I’d like to say that my earlier suspicions that the secret sub-theme of Wrestlemania 31 was “future Bay Area tech dystopia” was only strengthened by the WRESTLEMANIA marquee onstage, and was completely confirmed by Triple H’s bombastic Terminator-themed entrance. 2015 WWE Hall of Fame inductee Arnold Schwarzenegger even made an appearance in the entrance video as the Terminator (sidebar: does Triple H’s entrance count as #sponsored #content for Terminator Genisys?). The match between Triple and Sting wasn’t just the battle of baseball bat versus sledgehammer, it was the story of taiko drumming vs. Skynet which turned into 90’s rival wrestling staples NWO vs DX running down the ramp (translation: men in their 50’s and 60’s running down the ramp to pretend beat the hell out of each other) transforming the match into Super Smash Bros. or Marvel vs. Capcom. And it’s absurd, and it’s kooky, but everybody in attendance adored it.
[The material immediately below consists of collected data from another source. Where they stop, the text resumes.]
/// Errors that can occur in the transport layer.
#[derive(Debug, thiserror::Error)]
pub enum TransportError {
    /// Opening the TCP connection failed (refused, unreachable, timed out,
    /// or the host name did not resolve).
    #[error("could not connect to {addr}: {source}")]
    ConnectFailed {
        addr: String,
        #[source]
        source: std::io::Error,
    },

    /// Sending data failed.
    #[error("send failed: {0}")]
    SendFailed(#[source] std::io::Error),

    /// Receiving data failed.
    #[error("receive failed: {0}")]
    ReceiveFailed(#[source] std::io::Error),

    /// The connection was already closed by this side.
    #[error("connection closed")]
    Closed,
}
//! Transport layer for the squeeze hub client.
//!
//! Provides the [`Connection`] trait, which abstracts the single byte
//! stream a session talks over, and [`TcpConnection`], the real
//! implementation on top of a tokio `TcpStream`.
//!
//! # Framing
//!
//! The hub speaks a line-oriented protocol, but this layer does not
//! reassemble lines. [`Connection::await_response`] returns the first
//! non-empty chunk from one read and treats it as the whole response.
//! Responses that exceed one read (see [`RECV_CHUNK_SIZE`]) or arrive in
//! several segments are truncated. This is a known limitation kept on
//! purpose; callers parse strictly and reject what does not fit.

#![allow(async_fn_in_trait)]

mod error;
mod tcp;

pub use error::TransportError;
pub use tcp::{TcpConnection, DEFAULT_PORT};

use std::time::Duration;

/// Maximum number of bytes returned by one [`Connection::recv`].
pub const RECV_CHUNK_SIZE: usize = 4096;

/// A single connection that can send commands and read responses.
///
/// A connection is owned exclusively by one session, so every method
/// takes `&mut self` and no locking is involved.
pub trait Connection: Send + 'static {
    /// The error type for connection operations.
    type Error: std::error::Error + Send + Sync + 'static;

    /// Writes all of `data` to the remote peer.
    async fn send(&mut self, data: &[u8]) -> Result<(), Self::Error>;

    /// Performs one read of at most [`RECV_CHUNK_SIZE`] bytes.
    ///
    /// Returns `Ok(None)` when the peer has closed the connection.
    async fn recv(&mut self) -> Result<Option<Vec<u8>>, Self::Error>;

    /// Closes the connection. Calling it again is a no-op.
    async fn close(&mut self) -> Result<(), Self::Error>;

    /// Human-readable peer description, used in log fields.
    fn peer(&self) -> &str;

    /// Sends one protocol command line.
    async fn send_command(&mut self, line: &str) -> Result<(), Self::Error> {
        tracing::debug!(peer = self.peer(), command = line.trim_end(), "sending command");
        self.send(line.as_bytes()).await
    }

    /// Waits up to `timeout` for the response to the last command.
    ///
    /// The timer starts when this is called. Returns the first chunk read,
    /// or `Ok(None)` if nothing arrived before the deadline. A peer that
    /// closes the connection can never answer, so that also returns
    /// `Ok(None)`, without waiting out the deadline.
    async fn await_response(
        &mut self,
        timeout: Duration,
    ) -> Result<Option<Vec<u8>>, Self::Error> {
        match tokio::time::timeout(timeout, self.recv()).await {
            Ok(Ok(Some(data))) => Ok(Some(data)),
            Ok(Ok(None)) => {
                tracing::debug!(peer = self.peer(), "peer closed before responding");
                Ok(None)
            }
            Ok(Err(e)) => Err(e),
            Err(_) => {
                tracing::debug!(
                    peer = self.peer(),
                    timeout_ms = timeout.as_millis() as u64,
                    "no response before deadline"
                );
                Ok(None)
            }
        }
    }
}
Where else can a Bulgarian man posing as a Russian national hero ride on top of a tank surrounded by Russian troops with anti-tank cannons fight a man walking to the ring with a video package narrated by Ronald Reagan to fight for the United States Championship?
It’s a shame that Santa Clara wasn’t able to go completely dark for The Undertaker and Bray Wyatt’s entrance, it would have been a great test run for whatever tech company has been secretly developing a weather control device to blot out the sun (as an on-demand service, naturally).
Hayward-born Dwayne “The Rock” Johnson flying in after hosting Saturday Night Live in New York in order to put the East Bay over and bring in his friend UFC women’s batamweight champion and known professional wrestling fan Ronda Rousey to perform Judo on Triple H and put Stephanine McMahon in some law enforcement arm-compliance move was the kind of segment to further drive home that this is mainstream. Also, we’re all getting secretly worked to watch Terminator: Genisys and Furious 7, not like weren’t going to watch them anyway.
Any and all decorum in the press box fell out in the window by the the main event of Brock Lesnar and Roman Reigns. Instead, it turned into a giant private room at Chuck-E-Cheese’s in the best way possible. Seth Rollins coming out to successfully cash his Money in the Bank briefcase was an angle I didn’t know I wanted, but now that I know I want it, I need it.
Professional wrestling is a genre unto itself, but it takes bits and pieces from all over the cultural spectrum. Just like anything else in the cultural lexicon, it should be open to interpretation and criticism, and it’s not going to be great all the time, but when it’s great (and when you add pyrotechnics) it juts memories into our heads and that becomes our own new, collective myths.
By the way, how did April and I do with our predictions from Friday?
Paolo: 5 of 9 (Oh, wait did I call Seth Rollins cashing in the Money in the Bank briefcase on Friday?)
April: 5 of 8 (April abstained from the Diva’s tag team match for completely understandable reasons)
As a personal note, I want to send a shout out to Brandon Stroud, the editor of wrestling blog With Leather. I met him on Friday at WrestleCon, and his write-up of Wrestlemania 30 last year was one of the main reasons why I got back into wrestling, and now a year later I find myself covering Wrestlemania. Brandon is the catalyst for getting to cover Wrestlemania this year. Lastly, if you can to sit next to anyone during a Wrestlemania, I would highly suggest you sit next to KPCC’s Mike Roe.